The Bridge, as it is called, is immense, and not in good repair. There are not enough servants to keep it up, and the villagers are afraid to work there. Soon enough, Elsie starts to see why. Mysterious noises fill the night. The nursery is clean and lovely one day, and dusty and filled with falling apart curtains and linens the next. But it’s not until a trip up into the attic (which is locked one minute and open the next) that things really get weird. Elsie and Sarah find two volumes of diaries from 1635, written by Anne Bainbridge, and centering around a visit by Charles I and his queen. These form a different narrative strand. They also find the silent companions- wooden cut outs that are painted very realistically as people. These were a real thing in the 1600s, although mainly in the Netherlands. People would put them in places in the house to startle people or just for décor. These particular companions, though, aren’t quite, stationary decorations. These move- but only when you’re not looking. Like Weeping Angels, you don’t blink if they are after you! For some reason, inanimate objects that pursue seem scarier to me than having a living person after you. And one looks surprisingly like Elsie- even though she’s not a Bainbridge by blood.

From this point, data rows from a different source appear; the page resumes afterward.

//! Bounded exponential backoff with jitter for reconnect attempts.

use std::time::Duration;

use huddle_core::config::socket::ReconnectConfig;

/// Delay before the given attempt (1-based).
///
/// Doubles from the base delay, capped at the configured maximum, with
/// up to 50% jitter subtracted so that a fleet of clients does not
/// reconnect in lockstep.
pub fn delay_for(config: &ReconnectConfig, attempt: u32) -> Duration {
    let exponent = attempt.saturating_sub(1).min(16);
    let raw = config
        .base_delay_ms
        .saturating_mul(1u64 << exponent)
        .min(config.max_delay_ms);

    let jitter = rand::random::<u64>() % (raw / 2 + 1);
    Duration::from_millis(raw - jitter)
}
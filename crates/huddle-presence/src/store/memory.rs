//! In-memory status store for single-node deployments and tests.

use async_trait::async_trait;
use chrono::{DateTime, Utc};
use dashmap::DashMap;
use uuid::Uuid;

use huddle_core::AppResult;
use huddle_entity::presence::{PresenceState, UserStatusRecord};

use super::StatusStore;

/// DashMap-backed status store.
///
/// Applies the same conditional-write rule as the durable store; each map
/// entry is updated under its shard lock, so the sticky check and the
/// write are atomic per user.
#[derive(Debug, Default)]
pub struct MemoryStatusStore {
    /// User ID → status record.
    records: DashMap<Uuid, UserStatusRecord>,
}

impl MemoryStatusStore {
    /// Create an empty store.
    pub fn new() -> Self {
        Self {
            records: DashMap::new(),
        }
    }

    /// Number of records held.
    pub fn len(&self) -> usize {
        self.records.len()
    }

    /// Whether the store holds no records.
    pub fn is_empty(&self) -> bool {
        self.records.is_empty()
    }

    fn fresh_record(uid: Uuid, state: PresenceState, timestamp: DateTime<Utc>) -> UserStatusRecord {
        UserStatusRecord {
            id: Uuid::new_v4(),
            uid,
            state,
            last_seen: timestamp,
        }
    }
}

#[async_trait]
impl StatusStore for MemoryStatusStore {
    async fn upsert_last_seen(
        &self,
        uid: Uuid,
        timestamp: DateTime<Utc>,
    ) -> AppResult<UserStatusRecord> {
        let mut entry = self
            .records
            .entry(uid)
            .or_insert_with(|| Self::fresh_record(uid, PresenceState::Online, timestamp));
        entry.last_seen = timestamp;
        Ok(entry.clone())
    }

    async fn get_status(&self, uid: Uuid) -> AppResult<Option<UserStatusRecord>> {
        Ok(self.records.get(&uid).map(|r| r.clone()))
    }

    async fn update_if_not_sticky(
        &self,
        uid: Uuid,
        state: PresenceState,
        timestamp: DateTime<Utc>,
    ) -> AppResult<UserStatusRecord> {
        let mut entry = self
            .records
            .entry(uid)
            .or_insert_with(|| Self::fresh_record(uid, state, timestamp));
        if !entry.state.is_sticky() {
            entry.state = state;
            entry.last_seen = timestamp;
        }
        Ok(entry.clone())
    }

    async fn force_update(
        &self,
        uid: Uuid,
        state: PresenceState,
        timestamp: DateTime<Utc>,
    ) -> AppResult<UserStatusRecord> {
        let mut entry = self
            .records
            .entry(uid)
            .or_insert_with(|| Self::fresh_record(uid, state, timestamp));
        entry.state = state;
        entry.last_seen = timestamp;
        Ok(entry.clone())
    }
}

The third narrative strand is taking place in 1866; Else is in a mental hospital, in solitary, mute, and horribly burned. Her doctor gives her a pencil, and asks her to tell him what happened. Slowly she unveils the tale of the horror that she and the others went through. And it really is horror. One is never sure if it is supernatural (it certainly seems to be) or if someone is gaslighting Elsie- and if that is true, *who* is doing the gaslighting? It seems like everyone in the house is seeing and hearing the unexplained events. In the end, things still aren’t clear. Someone gains immensely from the situation, but is that person the perpetrator, or simply a very lucky by stander?
I downloaded this book and decided to take a quick look at it… I ended up sitting down and reading the whole thing over the day and evening. I could not wait to see what would happen next. I liked Elsie and found her a very intriguing character; although not so nice things about her turn up over the course of the book, she had reason for doing the bad things she did. Sarah surprised me. Elsie’s brother is an entitled twerp. I was sympathetic to Anne; she was the start of the terror but did it innocently. I was genuinely creeped out by this story, and it takes a lot to do that. I’m looking forward to more books by the author! Five stars.